Microsoft has released the “April 14, 2015 update for Outlook 2013 (KB2965270)” update in which the issue described below has been fixed. There is one manual action a user needs to do which is a bit nasty if a user also has certificates that are romaed. The UEV package needs to be deleted OR a user needs to open the Credential Manager and manually remove the stored credentials! As an administrator you need to revert back to the original UEV template. Don’t forget to update the version number otherwise the already created UEV packages are ignored!

UE-V 2.1 gives customers the ability to synchronize credentials and certificates stored in the Windows Credential Manager. This component is disabled by default. Enabling this component lets users keep their domain credentials and certificates in sync. Users can sign in one time on a device, and these credentials will roam for that user across all of their UE-V enabled devices.

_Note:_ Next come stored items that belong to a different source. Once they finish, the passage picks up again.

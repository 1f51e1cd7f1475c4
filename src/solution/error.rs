//! Error types for solution files

use std::path::PathBuf;
use thiserror::Error;

use crate::identifier::IdentifierError;

#[derive(Error, Debug)]
pub enum SolutionError {
    #[error("IO error: {message}")]
    Io {
        message: String,
        #[source]
        source: std::io::Error,
    },

    #[error("Solution not found: {path:?}")]
    NotFound { path: PathBuf },

    /// Save was called on a solution that is not bound to a path
    #[error("Solution has no path to save to")]
    NoPath,

    /// A `Project(` line without its four quoted fields
    #[error("Malformed project line {line_number}: {line}")]
    MalformedProjectLine { line_number: usize, line: String },

    /// A `GlobalSection(` line without a section name
    #[error("Malformed section line {line_number}: {line}")]
    MalformedSectionLine { line_number: usize, line: String },

    #[error("Invalid identifier on line {line_number}: {value}")]
    InvalidIdentifier {
        line_number: usize,
        value: String,
        #[source]
        source: IdentifierError,
    },
}

pub type SolutionResult<T> = Result<T, SolutionError>;

impl From<std::io::Error> for SolutionError {
    fn from(err: std::io::Error) -> Self {
        SolutionError::Io {
            source: err,
            message: "IO operation failed".to_string(),
        }
    }
}

/// Helper trait for converting IO errors with context
pub trait IoContext<T> {
    fn with_io_context(self, message: &str) -> SolutionResult<T>;
}

impl<T> IoContext<T> for Result<T, std::io::Error> {
    fn with_io_context(self, message: &str) -> SolutionResult<T> {
        self.map_err(|e| SolutionError::Io {
            message: message.to_string(),
            source: e,
        })
    }
}
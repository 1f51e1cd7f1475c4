//! Value types read out of a project descriptor

use serde::Serialize;

use crate::identifier::Identifier;

use super::condition::ConfigKey;
use super::xml_tree::XmlElement;

pub(crate) const REFERENCE: &str = "Reference";
pub(crate) const PROJECT_REFERENCE: &str = "ProjectReference";
pub(crate) const COMPILE: &str = "Compile";
pub(crate) const HINT_PATH: &str = "HintPath";
pub(crate) const SPECIFIC_VERSION: &str = "SpecificVersion";
pub(crate) const INCLUDE: &str = "Include";

/// `<Reference Include="...">`: a GAC or file reference
#[derive(Debug, Clone, PartialEq, Eq, Serialize)]
pub struct Reference {
    /// Simple name, the part of `full_name` before the first comma
    pub name: String,
    /// The `Include` attribute as stored
    pub full_name: String,
    pub hint_path: Option<String>,
    pub specific_version: bool,
}

impl Reference {
    pub(crate) fn from_element(element: &XmlElement) -> Self {
        let full_name = element.attribute(INCLUDE).unwrap_or_default().to_string();
        let name = simple_name(&full_name).to_string();
        let hint_path = element.child(HINT_PATH).map(|e| e.text());
        let specific_version = element
            .child(SPECIFIC_VERSION)
            .map(|e| e.text().trim().eq_ignore_ascii_case("true"))
            .unwrap_or(false);

        Self {
            name,
            full_name,
            hint_path,
            specific_version,
        }
    }

    /// True for references resolved by name only
    pub fn is_gac(&self) -> bool {
        self.hint_path.is_none()
    }
}

/// `<ProjectReference Include="..\Other\Other.csproj">`
#[derive(Debug, Clone, PartialEq, Eq, Serialize)]
pub struct ProjectReference {
    pub name: String,
    pub project_file: String,
    pub project_id: Option<Identifier>,
}

impl ProjectReference {
    pub(crate) fn from_element(element: &XmlElement) -> Self {
        let project_file = element.attribute(INCLUDE).unwrap_or_default().to_string();
        let name = element
            .child("Name")
            .map(|e| e.text())
            .unwrap_or_else(|| file_stem(&project_file).to_string());
        // A broken GUID here should not make the rest of the project unreadable
        let project_id = element
            .child("Project")
            .and_then(|e| Identifier::parse(&e.text()).ok());

        Self {
            name,
            project_file,
            project_id,
        }
    }
}

/// `<Compile Include="Foo.cs" />`
#[derive(Debug, Clone, PartialEq, Eq, Serialize)]
pub struct CompileItem {
    pub include: String,
}

/// A single property element inside a property group
#[derive(Debug, Clone, PartialEq, Eq, Serialize)]
pub struct Property {
    pub name: String,
    pub text: String,
}

impl Property {
    pub(crate) fn from_element(element: &XmlElement) -> Self {
        Self {
            name: element.local_name().to_string(),
            text: element.text(),
        }
    }
}

/// A configuration found in the project, in file order
#[derive(Debug, Clone, PartialEq, Eq, Serialize)]
pub struct Configuration {
    pub name: String,
    pub platform: Option<String>,
}

impl From<&ConfigKey> for Configuration {
    fn from(key: &ConfigKey) -> Self {
        Self {
            name: key.name.clone(),
            platform: key.platform.clone(),
        }
    }
}

impl std::fmt::Display for Configuration {
    fn fmt(&self, f: &mut std::fmt::Formatter<'_>) -> std::fmt::Result {
        match &self.platform {
            Some(platform) => write!(f, "{}|{}", self.name, platform),
            None => write!(f, "{}", self.name),
        }
    }
}

/// `System.Xml, Version=4.0.0.0` -> `System.Xml`
pub fn simple_name(full_name: &str) -> &str {
    full_name.split(',').next().unwrap_or(full_name).trim()
}

fn file_stem(path: &str) -> &str {
    let file = crate::paths::file_name(path);
    match file.rfind('.') {
        Some(dot) if dot > 0 => &file[..dot],
        _ => file,
    }
}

Consider the following. All your mailboxes are part of an Office365 deployment and you have non-persistent VDI’s with Microsoft Office 2013 Pro Plus installed on it. When users open Outlook 2013 they are prompted for their Office365 credentials.

Outlook_CredentailPrompt

Users enters their credentials and enable the “Remember my credentials” and click on OK. Outlook starts and within the VDI session, after closing and opening Outlook multiple times, the user isn’t prompted for their credentials. In the Credential Manager an entry is made like the one below:

UE-V-Enterprise

Note that the persistence type equals Enterprise. At the end of the day the user logs off, the credentials are saved in the central UEV-V setting store and the non-persistent VDI will be recycled. The next day the user logs into a new VDI and UE-V makes sure the stored credentials are loaded into the Credential Manager and, when opening Outlook, the user is not prompted for any credentials. All seems fine until installing KB2956087 or newer (e.g. KB2956170). After this the persistence type has been changed from Enterprise to Local Computer and UE-V Credential Roaming is broken. This is because UE-V default only roams Enterprise credentials.

UE-V-LocalComputer

After this the persistence type has been changed from Enterprise to Local Computer and UE-V Credential Roaming is broken. This is because UE-V default only roams Enterprise credentials.

I came across this issue at multiple customer sites and solved it by adjusting the default UE-V Credential Roaming template. The change that I made was copying the segment of the roaming part, pasted it above these lines and adjusting the roaming part to local.

UE-V-Template

After this the credentials are roamed between VDI sessions.